> [Work item]
From the entries below, report only the number of lines that contain the word "ActivityLog".

(Collected data entries)

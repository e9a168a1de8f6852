//! Gallery of saved looks plus the activity log and toast shown next to it.
//!
//! [`GalleryState`] is plain data driven by [`GalleryEvent`]s; [`Gallery`]
//! runs the network calls on short-lived threads and feeds their results
//! back through a channel that the UI drains once per tick.

use std::{
    collections::{HashMap, HashSet},
    thread,
    time::{Duration, Instant},
};

use crossbeam_channel::{Receiver, Sender, unbounded};

use super::{
    api::RelayClient,
    thumbnails::{THUMBNAIL_SIZE, Thumbnail, make_thumbnail},
};
use crate::error::ClientError;

/// How long a finished toast stays visible.
pub const TOAST_TTL: Duration = Duration::from_secs(4);

const IMAGE_EXTENSIONS: [&str; 4] = [".jpg", ".jpeg", ".png", ".gif"];

pub fn is_image_url(url: &str) -> bool {
    let lower = url.to_ascii_lowercase();
    IMAGE_EXTENSIONS.iter().any(|ext| lower.ends_with(ext))
}

/// Client-local, append-only log of `[HH:MM:SS] message` lines.
#[derive(Clone, Debug, Default)]
pub struct ActivityLog {
    lines: Vec<String>,
}

impl ActivityLog {
    pub fn push(&mut self, message: impl AsRef<str>) {
        let stamp = chrono::Local::now().format("%H:%M:%S");
        self.lines.push(format!("[{stamp}] {}", message.as_ref()));
    }

    pub fn lines(&self) -> &[String] {
        &self.lines
    }
}

#[derive(Clone, Copy, Debug, PartialEq, Eq)]
pub enum ToastKind {
    Loading,
    Success,
    Error,
    Info,
}

#[derive(Clone, Debug)]
pub struct Toast {
    pub kind: ToastKind,
    pub message: String,
    pub shown_at: Instant,
}

impl Toast {
    /// Loading toasts stay until replaced; the rest fade after [`TOAST_TTL`].
    pub fn is_expired(&self, now: Instant) -> bool {
        self.kind != ToastKind::Loading && now.saturating_duration_since(self.shown_at) > TOAST_TTL
    }
}

pub enum GalleryEvent {
    Listed(Result<Vec<String>, ClientError>),
    Uploaded(Result<String, ClientError>),
    Deleted {
        url: String,
        result: Result<(), ClientError>,
    },
    Thumbnail {
        url: String,
        result: Result<Thumbnail, String>,
    },
}

/// Work the state asks its owner to start next.
#[derive(Debug, PartialEq, Eq)]
pub enum Followup {
    Refresh,
    FetchThumbnails(Vec<String>),
}

#[derive(Default)]
pub struct GalleryState {
    files: Vec<String>,
    preview: Option<String>,
    thumbnails: HashMap<String, Thumbnail>,
    /// Requested but not yet answered; never asked for twice.
    pending_thumbnails: HashSet<String>,
    failed_thumbnails: HashSet<String>,
    log: ActivityLog,
    toast: Option<Toast>,
}

impl GalleryState {
    pub fn files(&self) -> &[String] {
        &self.files
    }

    pub fn preview(&self) -> Option<&str> {
        self.preview.as_deref()
    }

    pub fn thumbnail(&self, url: &str) -> Option<&Thumbnail> {
        self.thumbnails.get(url)
    }

    pub fn log(&self) -> &ActivityLog {
        &self.log
    }

    pub fn toast(&self) -> Option<&Toast> {
        self.toast.as_ref()
    }

    pub fn notify(&mut self, kind: ToastKind, message: impl Into<String>) {
        self.toast = Some(Toast {
            kind,
            message: message.into(),
            shown_at: Instant::now(),
        });
    }

    pub fn expire_toast(&mut self, now: Instant) {
        if self.toast.as_ref().is_some_and(|t| t.is_expired(now)) {
            self.toast = None;
        }
    }

    pub fn open_preview(&mut self, url: &str) {
        if self.files.iter().any(|f| f == url) {
            self.preview = Some(url.to_string());
        }
    }

    pub fn close_preview(&mut self) {
        self.preview = None;
    }

    pub fn upload_started(&mut self) {
        self.log.push("Uploading image to cloud...");
        self.notify(ToastKind::Loading, "Uploading your look...");
    }

    /// The snapshot could not even be produced.
    pub fn save_failed(&mut self, reason: &str) {
        self.log.push(format!("Upload failed: {reason}"));
        self.notify(ToastKind::Error, format!("Upload failed: {reason}"));
    }

    pub fn fetch_started(&mut self) {
        self.log.push("Fetching images...");
    }

    pub fn delete_started(&mut self) {
        self.log.push("Deleting image...");
        self.notify(ToastKind::Loading, "Deleting...");
    }

    pub fn apply(&mut self, event: GalleryEvent) -> Option<Followup> {
        match event {
            GalleryEvent::Listed(Ok(urls)) => {
                self.files = urls.into_iter().filter(|url| is_image_url(url)).collect();
                self.log.push(format!("Found {} images.", self.files.len()));
                let files = &self.files;
                self.thumbnails.retain(|url, _| files.contains(url));
                self.failed_thumbnails.retain(|url| files.contains(url));
                if self.preview.as_ref().is_some_and(|p| !files.contains(p)) {
                    self.preview = None;
                }
                let missing: Vec<String> = self
                    .files
                    .iter()
                    .filter(|url| {
                        !self.thumbnails.contains_key(*url)
                            && !self.failed_thumbnails.contains(*url)
                            && !self.pending_thumbnails.contains(*url)
                    })
                    .cloned()
                    .collect();
                self.pending_thumbnails.extend(missing.iter().cloned());
                (!missing.is_empty()).then_some(Followup::FetchThumbnails(missing))
            }
            GalleryEvent::Listed(Err(err)) => {
                self.log.push(format!("Fetch files error: {err}"));
                self.notify(ToastKind::Error, "Failed to load gallery");
                None
            }
            GalleryEvent::Uploaded(Ok(url)) => {
                log::info!("snapshot uploaded to {url}");
                self.log.push("Upload successful!");
                self.notify(ToastKind::Success, "Look saved to gallery!");
                Some(Followup::Refresh)
            }
            GalleryEvent::Uploaded(Err(err)) => {
                self.log.push(format!("Upload failed: {err}"));
                self.notify(ToastKind::Error, format!("Upload failed: {err}"));
                None
            }
            GalleryEvent::Deleted { url, result: Ok(()) } => {
                log::info!("deleted {url}");
                self.log.push("Image deleted successfully.");
                self.notify(ToastKind::Success, "Image deleted!");
                self.preview = None;
                Some(Followup::Refresh)
            }
            GalleryEvent::Deleted { url, result: Err(err) } => {
                log::warn!("failed to delete {url}: {err}");
                self.log.push(format!("Delete failed: {err}"));
                self.notify(ToastKind::Error, format!("Delete failed: {err}"));
                None
            }
            GalleryEvent::Thumbnail { url, result } => {
                self.pending_thumbnails.remove(&url);
                match result {
                    Ok(thumb) => {
                        if self.files.contains(&url) {
                            self.thumbnails.insert(url, thumb);
                        }
                    }
                    Err(err) => {
                        log::warn!("thumbnail for {url} failed: {err}");
                        if self.files.contains(&url) {
                            self.failed_thumbnails.insert(url);
                        }
                    }
                }
                None
            }
        }
    }
}

/// Owns the relay client and the worker channel.
pub struct Gallery {
    client: RelayClient,
    event_tx: Sender<GalleryEvent>,
    event_rx: Receiver<GalleryEvent>,
    state: GalleryState,
}

impl Gallery {
    pub fn new(client: RelayClient) -> Self {
        let (event_tx, event_rx) = unbounded();
        Self {
            client,
            event_tx,
            event_rx,
            state: GalleryState::default(),
        }
    }

    pub fn state(&self) -> &GalleryState {
        &self.state
    }

    pub fn state_mut(&mut self) -> &mut GalleryState {
        &mut self.state
    }

    fn spawn<F>(&self, job: F)
    where
        F: FnOnce(RelayClient) -> GalleryEvent + Send + 'static,
    {
        let client = self.client.clone();
        let tx = self.event_tx.clone();
        thread::spawn(move || {
            let _ = tx.send(job(client));
        });
    }

    pub fn refresh(&mut self) {
        self.state.fetch_started();
        self.spawn(|client| GalleryEvent::Listed(client.list()));
    }

    pub fn upload(&mut self, jpeg: Vec<u8>) {
        self.state.upload_started();
        self.spawn(move |client| GalleryEvent::Uploaded(client.upload_snapshot(jpeg)));
    }

    pub fn delete(&mut self, url: String) {
        self.state.delete_started();
        self.spawn(move |client| {
            let result = client.delete_url(&url);
            GalleryEvent::Deleted { url, result }
        });
    }

    fn fetch_thumbnails(&self, urls: Vec<String>) {
        for url in urls {
            self.spawn(move |client| {
                let result = client
                    .fetch(&url)
                    .map_err(|err| err.to_string())
                    .and_then(|bytes| make_thumbnail(&bytes, THUMBNAIL_SIZE).map_err(|err| format!("{err:#}")));
                GalleryEvent::Thumbnail { url, result }
            });
        }
    }

    /// Apply finished jobs; returns whether anything changed.
    pub fn poll(&mut self) -> bool {
        let mut changed = false;
        while let Ok(event) = self.event_rx.try_recv() {
            changed = true;
            match self.state.apply(event) {
                Some(Followup::Refresh) => self.refresh(),
                Some(Followup::FetchThumbnails(urls)) => self.fetch_thumbnails(urls),
                None => {}
            }
        }
        let had_toast = self.state.toast.is_some();
        self.state.expire_toast(Instant::now());
        changed || had_toast != self.state.toast.is_some()
    }
}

> [Result of the task]
4